Authors
Maria Hristova1; 1 Lewis & Clark College, United StatesDiscussion
This paper examines the environmental themes in the works of a number of established writers, such as Leonid Leonov’s Russian Forest (1959), Vladimir Tendriakov’s Amidst the Forest (1953), and Vera Babich’s Mistress of the Forest (1964), in the post-Stalinist period. At a time when food shortages and ineffectual land management prompted new large-scale agrarian reforms, the prevailing interest in ecological topics in the Khrushchev era became a means of conceptualizing and critically examining reality while staying within the bounds of socialist realism. Environmental themes became crucial to Soviet authors because they provided a safe means of raising objections to the state’s economic goals by depicting the large gap between socialist ideals and lived reality.

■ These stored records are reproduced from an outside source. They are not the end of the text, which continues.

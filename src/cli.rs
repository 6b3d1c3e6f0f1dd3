use clap::{Parser, Subcommand};

use crate::commands;

#[derive(Parser)]
#[command(name = "vnstock-agent")]
#[command(about = "Vietnamese stock trading assistant backend", long_about = None)]
pub struct Cli {
    #[command(subcommand)]
    pub command: Commands,
}

#[derive(Subcommand)]
pub enum Commands {
    /// Start the chat API server
    Serve {
        /// Port to listen on (defaults to PORT or 8000)
        #[arg(short, long)]
        port: Option<u16>,
    },
    /// List every tool the assistant can call
    Tools,
    /// Send a single message to the assistant and print the reply
    Ask {
        /// Message text
        message: String,
        /// User id passed to account tools
        #[arg(long)]
        user_id: Option<String>,
        /// Conversation session id (random when omitted)
        #[arg(long)]
        session_id: Option<String>,
    },
    /// Check configuration and upstream connectivity
    Doctor,
}

pub async fn run() {
    let cli = Cli::parse();

    match cli.command {
        Commands::Serve { port } => {
            commands::serve::run(port).await;
        }
        Commands::Tools => {
            commands::tools::run().await;
        }
        Commands::Ask { message, user_id, session_id } => {
            commands::ask::run(message, user_id, session_id).await;
        }
        Commands::Doctor => {
            commands::doctor::run().await;
        }
    }
}
use rig::completion::ToolDefinition;
use serde::{Deserialize, Serialize};
use serde_json::{json, Value};

/// Where a tool is served from
#[derive(Debug, Clone, Copy, PartialEq, Eq, Hash, Serialize, Deserialize)]
#[serde(rename_all = "lowercase")]
pub enum ToolSource {
    /// Market data from the MCP server
    Mcp,
    /// Placeholder for an MCP tool while the server is unreachable
    Fallback,
    /// Trading backend REST API
    Backend,
    /// Computed locally
    Custom,
}

impl ToolSource {
    pub fn as_str(&self) -> &'static str {
        match self {
            ToolSource::Mcp => "mcp",
            ToolSource::Fallback => "fallback",
            ToolSource::Backend => "backend",
            ToolSource::Custom => "custom",
        }
    }
}

/// Tool definition advertised to the model
#[derive(Debug, Clone, PartialEq, Serialize, Deserialize)]
pub struct ToolSpec {
    pub name: String,
    pub description: String,
    /// JSON schema of the arguments object
    pub parameters: Value,
    pub source: ToolSource,
}

impl ToolSpec {
    pub fn new(name: &str, description: &str, parameters: Value, source: ToolSource) -> Self {
        Self {
            name: name.to_string(),
            description: description.to_string(),
            parameters,
            source,
        }
    }

    /// Schema `properties` object (empty when absent)
    pub fn properties(&self) -> serde_json::Map<String, Value> {
        self.parameters
            .get("properties")
            .and_then(|p| p.as_object())
            .cloned()
            .unwrap_or_default()
    }

    /// Definition handed to the model; a non-object schema becomes an empty one
    pub fn to_tool_definition(&self) -> ToolDefinition {
        let parameters = if self.parameters.is_object() {
            self.parameters.clone()
        } else {
            json!({"type": "object", "properties": {}})
        };
        ToolDefinition {
            name: self.name.clone(),
            description: self.description.clone(),
            parameters,
        }
    }
}

/// Per-request context available to tools
#[derive(Debug, Clone, Default)]
pub struct ToolContext {
    /// Authenticated user from chat metadata; injected as `userId` when omitted
    pub user_id: Option<String>,
}

#[cfg(test)]
mod tests {
    use super::*;

    #[test]
    fn test_tool_definition_shape() {
        let spec = ToolSpec::new(
            "get_ranking",
            "Leaderboard",
            json!({"type": "object", "properties": {}}),
            ToolSource::Backend,
        );
        let def = spec.to_tool_definition();
        assert_eq!(def.name, "get_ranking");
        assert_eq!(def.description, "Leaderboard");
        assert_eq!(def.parameters["type"], "object");
    }

    #[test]
    fn test_non_object_schema_is_replaced() {
        let spec = ToolSpec::new("x", "", Value::Null, ToolSource::Mcp);
        assert_eq!(spec.to_tool_definition().parameters["type"], "object");
        assert!(spec.properties().is_empty());
    }
}
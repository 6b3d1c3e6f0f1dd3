//! Trading backend REST client.
//!
//! Every call returns a JSON value: either the backend's response body or an
//! error object (`{"error": ..., "endpoint": ...}`) that is handed to the model
//! unchanged. Protected endpoints get `Authorization: Bearer <BE_API_TOKEN>`;
//! when no token is configured they short-circuit with a fixed error object.

use crate::config::BackendSettings;
use crate::constants::BACKEND_HTTP_TIMEOUT_SECS;
use crate::error::{AppError, Result};
use crate::models::{ToolContext, ToolSource, ToolSpec};
use crate::utils::join_url;
use reqwest::Method;
use serde_json::{json, Map, Value};
use std::time::Duration;
use tracing::{debug, info, warn};

/// Substrings of transport errors caused by speaking TLS to a plain HTTP port
const TLS_ERROR_MARKERS: &[&str] = &[
    "ssl",
    "tls",
    "certificate",
    "wrong version number",
    "corrupt message",
    "invalidcontenttype",
];

enum SendError {
    Status { code: u16, body: String },
    Transport(reqwest::Error),
    Decode(String),
}

#[derive(Clone)]
pub struct BackendClient {
    base_url: Option<String>,
    token: Option<String>,
    client: reqwest::Client,
    /// Used for the plain-HTTP retry; never verifies certificates
    insecure_client: reqwest::Client,
}
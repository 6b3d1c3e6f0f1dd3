pub mod api;

use crate::config::{normalize_prefix, Settings};
use crate::services::{AgentRunner, ToolRegistry};
use axum::{
    extract::FromRef,
    http::{HeaderValue, Method},
    routing::{get, post},
    Router,
};
use std::net::SocketAddr;
use std::sync::Arc;
use tower_http::cors::{Any, CorsLayer};
use tower_http::trace::TraceLayer;
use tracing::warn;

pub type SharedAgent = Arc<dyn AgentRunner>;
pub type SharedTools = Arc<ToolRegistry>;

/// Application state shared across all handlers
#[derive(Clone)]
pub struct AppState {
    pub settings: Arc<Settings>,
    pub agent: SharedAgent,
    pub tools: SharedTools,
}

impl FromRef<AppState> for SharedAgent {
    fn from_ref(app_state: &AppState) -> SharedAgent {
        app_state.agent.clone()
    }
}

impl FromRef<AppState> for SharedTools {
    fn from_ref(app_state: &AppState) -> SharedTools {
        app_state.tools.clone()
    }
}

impl FromRef<AppState> for Arc<Settings> {
    fn from_ref(app_state: &AppState) -> Arc<Settings> {
        app_state.settings.clone()
    }
}

/// Install the fmt subscriber (`RUST_LOG`, default `info`); later calls are no-ops
pub fn init_tracing() {
    let _ = tracing_subscriber::fmt()
        .with_env_filter(
            tracing_subscriber::EnvFilter::try_from_default_env()
                .unwrap_or_else(|_| tracing_subscriber::EnvFilter::new("info")),
        )
        .with_target(false)
        .try_init();
}

/// CORS from configured origins; `*` allows any origin
pub fn cors_layer(origins: &[String]) -> CorsLayer {
    let cors = CorsLayer::new()
        .allow_methods([Method::GET, Method::POST, Method::OPTIONS])
        .allow_headers(Any);

    if origins.is_empty() || origins.iter().any(|o| o == "*") {
        return cors.allow_origin(Any);
    }

    let parsed: Vec<HeaderValue> = origins
        .iter()
        .filter_map(|origin| match origin.parse::<HeaderValue>() {
            Ok(value) => Some(value),
            Err(e) => {
                warn!("Ignoring invalid CORS origin '{}': {}", origin, e);
                None
            }
        })
        .collect();
    cors.allow_origin(parsed)
}

/// Build the router with every route under the configured API prefix
pub fn app_router(state: AppState) -> Router {
    // axum rejects route paths without a leading '/'
    let prefix = normalize_prefix(&state.settings.api_v1_prefix);
    let cors = cors_layer(&state.settings.cors_origins);

    Router::new()
        .route(&format!("{}/chat", prefix), post(api::chat_handler))
        .route(&format!("{}/tools", prefix), get(api::tools_handler))
        .route("/health", get(api::health_handler))
        .layer(cors)
        .layer(TraceLayer::new_for_http())
        .with_state(state)
}

/// Start the axum server
pub async fn serve(state: AppState, port: u16) -> Result<(), Box<dyn std::error::Error>> {
    let prefix = normalize_prefix(&state.settings.api_v1_prefix);
    tracing::info!("Starting {}", state.settings.project_name);

    tracing::info!("Registering routes:");
    tracing::info!("  POST {}/chat", prefix);
    tracing::info!("  GET  {}/tools?source=mcp&source=backend", prefix);
    tracing::info!("  GET  /health");

    let app = app_router(state);

    let addr = SocketAddr::from(([0, 0, 0, 0], port));
    tracing::info!(%addr, "Server listening");

    let listener = tokio::net::TcpListener::bind(addr).await?;
    axum::serve(listener, app).await?;

    Ok(())
}
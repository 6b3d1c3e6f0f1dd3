pub mod cli;
pub mod commands;
pub mod config;
pub mod constants;
pub mod error;
pub mod models;
pub mod server;
pub mod services;
pub mod utils;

While the writers of the so-called “village prose” movement have received significant scholarly attention, their more prominent, state-supported counterparts during the Khrushchev era remain virtually unexamined from an environmental perspective. My analysis of the selected works is informed by Vladimir Kaganskii’s concept of environmental crises as a cultural product. I will focus on how these writers conceptualize the environment in relation to the people inhabiting it, their use of natural resources, as well as to the state as a whole, and on whether they alter, in any way, the profoundly anthropocentric Soviet worldview.